Using the entries that follow, please report how many lines contain the word "Arjun", with no other words.
● ● ● ● ●
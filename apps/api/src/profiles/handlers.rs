use axum::{
    extract::{Path, State},
    http::StatusCode,
    Json,
};
use serde::{Deserialize, Serialize};
use serde_json::Value;
use tracing::info;
use uuid::Uuid;

use crate::errors::AppError;
use crate::models::credentials::{CertificationRow, EducationRow, Proficiency, UserSkillRow};
use crate::models::job::SkillRow;
use crate::models::profile::{EmployerProfileUpdate, Profile, Role, SeekerProfile, SeekerProfileUpdate};
use crate::profiles::completion::{compute_completion, CredentialCounts, ProfileCompletion};
use crate::profiles::repository::{self, CredentialTable, NewCertification, NewEducation};
use crate::session::Session;
use crate::state::AppState;

#[derive(Debug, Serialize)]
pub struct SeekerCredentials {
    pub skills: Vec<UserSkillRow>,
    pub education: Vec<EducationRow>,
    pub certifications: Vec<CertificationRow>,
}

impl SeekerCredentials {
    fn counts(&self) -> CredentialCounts {
        CredentialCounts {
            skills: self.skills.len(),
            education: self.education.len(),
            certifications: self.certifications.len(),
        }
    }
}

#[derive(Debug, Serialize)]
pub struct ProfileResponse {
    pub profile: Profile,
    #[serde(skip_serializing_if = "Option::is_none")]
    pub completion: Option<ProfileCompletion>,
    #[serde(skip_serializing_if = "Option::is_none")]
    pub credentials: Option<SeekerCredentials>,
}

#[derive(Debug, Deserialize)]
pub struct AddSkillRequest {
    pub skill_id: Uuid,
    pub proficiency: Proficiency,
}

async fn load_credentials(state: &AppState, user_id: Uuid) -> Result<SeekerCredentials, AppError> {
    Ok(SeekerCredentials {
        skills: repository::list_user_skills(&state.db, user_id).await?,
        education: repository::list_education(&state.db, user_id).await?,
        certifications: repository::list_certifications(&state.db, user_id).await?,
    })
}

/// Shapes a seeker response from the stored row. The stored percentage is
/// reported as-is; only write paths change it.
fn seeker_view(profile: SeekerProfile, credentials: SeekerCredentials) -> ProfileResponse {
    let completion = compute_completion(&profile, credentials.counts());
    ProfileResponse {
        profile: Profile::Seeker(profile),
        completion: Some(completion),
        credentials: Some(credentials),
    }
}

/// After a write: recomputes completion and stores it when it drifted.
async fn refreshed_seeker_response(state: &AppState, mut profile: SeekerProfile) -> Result<ProfileResponse, AppError> {
    let credentials = load_credentials(state, profile.id).await?;
    let percent = compute_completion(&profile, credentials.counts()).percent;
    if percent != profile.profile_completion {
        repository::set_completion(&state.db, profile.id, percent).await?;
        profile.profile_completion = percent;
    }
    Ok(seeker_view(profile, credentials))
}

async fn current_seeker_response(state: &AppState, session: &Session) -> Result<ProfileResponse, AppError> {
    let seeker = session.seeker()?;
    let fresh = state
        .profiles
        .seeker_profile(seeker.id)
        .await?
        .ok_or_else(|| AppError::NotFound("Profile not found".to_string()))?;
    refreshed_seeker_response(state, fresh).await
}

/// GET /api/v1/profile
pub async fn handle_get_profile(
    State(state): State<AppState>,
    session: Session,
) -> Result<Json<ProfileResponse>, AppError> {
    let response = match session.profile {
        Profile::Seeker(profile) => {
            let credentials = load_credentials(&state, profile.id).await?;
            seeker_view(profile, credentials)
        }
        Profile::Employer(profile) => ProfileResponse {
            profile: Profile::Employer(profile),
            completion: None,
            credentials: None,
        },
    };
    Ok(Json(response))
}

/// PUT /api/v1/profile
///
/// The accepted body depends on the caller's role, so it is decoded only
/// after the session is known.
pub async fn handle_update_profile(
    State(state): State<AppState>,
    session: Session,
    Json(body): Json<Value>,
) -> Result<Json<ProfileResponse>, AppError> {
    let user_id = session.user_id();
    let response = match session.role() {
        Role::Seeker => {
            let update: SeekerProfileUpdate = serde_json::from_value(body)
                .map_err(|e| AppError::Validation(e.to_string()))?;
            if matches!(update.years_experience, Some(y) if y < 0) {
                return Err(AppError::Validation(
                    "years_experience cannot be negative".to_string(),
                ));
            }
            let profile = repository::update_seeker_profile(&state.db, user_id, &update).await?;
            refreshed_seeker_response(&state, profile).await?
        }
        Role::Employer => {
            let update: EmployerProfileUpdate = serde_json::from_value(body)
                .map_err(|e| AppError::Validation(e.to_string()))?;
            if matches!(update.company_name.as_deref(), Some(name) if name.trim().is_empty()) {
                return Err(AppError::Validation("company_name cannot be empty".to_string()));
            }
            let profile = repository::update_employer_profile(&state.db, user_id, &update).await?;
            ProfileResponse {
                profile: Profile::Employer(profile),
                completion: None,
                credentials: None,
            }
        }
    };

    info!(user_id = %user_id, role = session.role().as_str(), "Profile updated");
    Ok(Json(response))
}

/// GET /api/v1/skills
pub async fn handle_list_skills(State(state): State<AppState>) -> Result<Json<Vec<SkillRow>>, AppError> {
    Ok(Json(repository::list_skill_catalogue(&state.db).await?))
}

/// POST /api/v1/profile/skills
pub async fn handle_add_skill(
    State(state): State<AppState>,
    session: Session,
    Json(req): Json<AddSkillRequest>,
) -> Result<(StatusCode, Json<ProfileResponse>), AppError> {
    let seeker = session.seeker()?;
    repository::add_user_skill(&state.db, seeker.id, req.skill_id, req.proficiency).await?;
    let response = current_seeker_response(&state, &session).await?;
    Ok((StatusCode::CREATED, Json(response)))
}

/// POST /api/v1/profile/education
pub async fn handle_add_education(
    State(state): State<AppState>,
    session: Session,
    Json(req): Json<NewEducation>,
) -> Result<(StatusCode, Json<ProfileResponse>), AppError> {
    let seeker = session.seeker()?;
    if [&req.degree, &req.field, &req.institution]
        .iter()
        .any(|v| v.trim().is_empty())
    {
        return Err(AppError::Validation(
            "degree, field and institution are required".to_string(),
        ));
    }
    repository::add_education(&state.db, seeker.id, &req).await?;
    let response = current_seeker_response(&state, &session).await?;
    Ok((StatusCode::CREATED, Json(response)))
}

/// POST /api/v1/profile/certifications
pub async fn handle_add_certification(
    State(state): State<AppState>,
    session: Session,
    Json(req): Json<NewCertification>,
) -> Result<(StatusCode, Json<ProfileResponse>), AppError> {
    let seeker = session.seeker()?;
    if req.name.trim().is_empty() || req.issuing_organization.trim().is_empty() {
        return Err(AppError::Validation(
            "name and issuing_organization are required".to_string(),
        ));
    }
    if let (Some(issued), Some(expires)) = (req.issue_date, req.expiry_date) {
        if expires < issued {
            return Err(AppError::Validation(
                "expiry_date cannot be before issue_date".to_string(),
            ));
        }
    }
    repository::add_certification(&state.db, seeker.id, &req).await?;
    let response = current_seeker_response(&state, &session).await?;
    Ok((StatusCode::CREATED, Json(response)))
}

async fn remove(
    state: &AppState,
    session: &Session,
    table: CredentialTable,
    id: Uuid,
) -> Result<Json<ProfileResponse>, AppError> {
    let seeker = session.seeker()?;
    repository::remove_credential(&state.db, table, seeker.id, id).await?;
    Ok(Json(current_seeker_response(state, session).await?))
}

/// DELETE /api/v1/profile/skills/:id
pub async fn handle_remove_skill(
    State(state): State<AppState>,
    Path(id): Path<Uuid>,
    session: Session,
) -> Result<Json<ProfileResponse>, AppError> {
    remove(&state, &session, CredentialTable::UserSkills, id).await
}

/// DELETE /api/v1/profile/education/:id
pub async fn handle_remove_education(
    State(state): State<AppState>,
    Path(id): Path<Uuid>,
    session: Session,
) -> Result<Json<ProfileResponse>, AppError> {
    remove(&state, &session, CredentialTable::Education, id).await
}

/// DELETE /api/v1/profile/certifications/:id
pub async fn handle_remove_certification(
    State(state): State<AppState>,
    Path(id): Path<Uuid>,
    session: Session,
) -> Result<Json<ProfileResponse>, AppError> {
    remove(&state, &session, CredentialTable::Certifications, id).await
}

#[cfg(test)]
mod tests {
    use super::*;
    use crate::models::profile::fixtures;
    use crate::profiles::completion::SIGNUP_COMPLETION;

    fn no_credentials() -> SeekerCredentials {
        SeekerCredentials {
            skills: Vec::new(),
            education: Vec::new(),
            certifications: Vec::new(),
        }
    }

    fn stored_percent(response: &ProfileResponse) -> i32 {
        match &response.profile {
            Profile::Seeker(p) => p.profile_completion,
            Profile::Employer(_) => panic!("expected seeker"),
        }
    }

    #[test]
    fn test_fresh_signup_view_agrees_with_stored_completion() {
        let response = seeker_view(fixtures::seeker(Uuid::new_v4(), "Arjun Rao"), no_credentials());
        let computed = response.completion.as_ref().map(|c| c.percent);
        assert_eq!(computed, Some(SIGNUP_COMPLETION));
        assert_eq!(stored_percent(&response), SIGNUP_COMPLETION);
    }

    #[test]
    fn test_view_reports_stored_percent_untouched() {
        let profile = SeekerProfile {
            profile_completion: 55,
            ..fixtures::seeker(Uuid::new_v4(), "Arjun Rao")
        };
        let response = seeker_view(profile, no_credentials());
        assert_eq!(stored_percent(&response), 55);
        assert_eq!(response.completion.map(|c| c.percent), Some(SIGNUP_COMPLETION));
    }
}
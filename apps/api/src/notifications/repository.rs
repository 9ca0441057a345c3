use sqlx::PgPool;
use uuid::Uuid;

use crate::errors::AppError;
use crate::models::notification::NotificationRow;

pub async fn list_notifications(pool: &PgPool, user_id: Uuid) -> Result<Vec<NotificationRow>, AppError> {
    let rows = sqlx::query_as(
        "SELECT * FROM notifications WHERE user_id = $1 ORDER BY created_at DESC",
    )
    .bind(user_id)
    .fetch_all(pool)
    .await?;
    Ok(rows)
}

/// Marks one of the user's own notifications read. Idempotent.
pub async fn mark_read(pool: &PgPool, user_id: Uuid, id: Uuid) -> Result<NotificationRow, AppError> {
    let row: Option<NotificationRow> = sqlx::query_as(
        "UPDATE notifications SET read = TRUE WHERE id = $1 AND user_id = $2 RETURNING *",
    )
    .bind(id)
    .bind(user_id)
    .fetch_optional(pool)
    .await?;
    row.ok_or_else(|| AppError::NotFound(format!("Notification {id} not found")))
}
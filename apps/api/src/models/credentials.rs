use chrono::{DateTime, NaiveDate, Utc};
use serde::{Deserialize, Serialize};
use sqlx::FromRow;
use uuid::Uuid;

#[derive(Debug, Clone, Copy, PartialEq, Eq, Serialize, Deserialize)]
#[serde(rename_all = "snake_case")]
pub enum Proficiency {
    Beginner,
    Intermediate,
    Advanced,
    Expert,
}

impl Proficiency {
    pub fn as_str(&self) -> &'static str {
        match self {
            Proficiency::Beginner => "beginner",
            Proficiency::Intermediate => "intermediate",
            Proficiency::Advanced => "advanced",
            Proficiency::Expert => "expert",
        }
    }
}

/// A seeker skill joined with its catalogue name.
#[derive(Debug, Clone, Serialize, Deserialize, FromRow)]
pub struct UserSkillRow {
    pub id: Uuid,
    pub user_id: Uuid,
    pub skill_id: Uuid,
    pub proficiency: String,
    pub skill_name: String,
    pub created_at: DateTime<Utc>,
}

#[derive(Debug, Clone, Serialize, Deserialize, FromRow)]
pub struct EducationRow {
    pub id: Uuid,
    pub user_id: Uuid,
    pub degree: String,
    pub field: String,
    pub institution: String,
    pub year_completed: Option<i32>,
    pub created_at: DateTime<Utc>,
}

#[derive(Debug, Clone, Serialize, Deserialize, FromRow)]
pub struct CertificationRow {
    pub id: Uuid,
    pub user_id: Uuid,
    pub name: String,
    pub issuing_organization: String,
    pub issue_date: Option<NaiveDate>,
    pub expiry_date: Option<NaiveDate>,
    pub credential_id: Option<String>,
    pub created_at: DateTime<Utc>,
}
// Accounts: sign-up, sign-in, token refresh, sign-out and password reset.
// Credentials never touch the database; the identity provider owns them.
// Sign-up is the only place a profile row (and therefore a role) is created.

pub mod handlers;
pub mod password;
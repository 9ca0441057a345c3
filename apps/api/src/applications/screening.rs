//! Applicant screening helpers: status tabs and their counts.

use serde::{Deserialize, Serialize};

use crate::errors::AppError;
use crate::models::application::{ApplicantRow, ApplicationStatus};

/// The tab an employer is looking at: everything, or one status.
#[derive(Debug, Clone, Copy, Default, PartialEq, Eq)]
pub enum StatusFilter {
    #[default]
    All,
    Only(ApplicationStatus),
}

impl StatusFilter {
    pub fn parse(value: Option<&str>) -> Result<Self, AppError> {
        match value {
            None | Some("") | Some("all") => Ok(StatusFilter::All),
            Some(other) => other
                .parse::<ApplicationStatus>()
                .map(StatusFilter::Only)
                .map_err(AppError::Validation),
        }
    }

    pub fn admits(&self, status: &str) -> bool {
        match self {
            StatusFilter::All => true,
            StatusFilter::Only(wanted) => wanted.as_str() == status,
        }
    }
}

#[derive(Debug, Clone, Default, PartialEq, Eq, Serialize, Deserialize)]
pub struct StatusCounts {
    pub all: usize,
    pub applied: usize,
    pub viewed: usize,
    pub shortlisted: usize,
    pub rejected: usize,
}

impl StatusCounts {
    pub fn tally<'a>(statuses: impl IntoIterator<Item = &'a str>) -> Self {
        let mut counts = StatusCounts::default();
        for status in statuses {
            counts.all += 1;
            match status.parse::<ApplicationStatus>() {
                Ok(ApplicationStatus::Applied) => counts.applied += 1,
                Ok(ApplicationStatus::Viewed) => counts.viewed += 1,
                Ok(ApplicationStatus::Shortlisted) => counts.shortlisted += 1,
                Ok(ApplicationStatus::Rejected) => counts.rejected += 1,
                Err(_) => {}
            }
        }
        counts
    }
}

/// Counts every applicant, then keeps the ones on the selected tab.
pub fn screen(applicants: Vec<ApplicantRow>, filter: StatusFilter) -> (StatusCounts, Vec<ApplicantRow>) {
    let counts = StatusCounts::tally(applicants.iter().map(|a| a.application.status.as_str()));
    let shown = applicants
        .into_iter()
        .filter(|a| filter.admits(&a.application.status))
        .collect();
    (counts, shown)
}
● ● ● ● ●
# WRITTEN ANSWER
2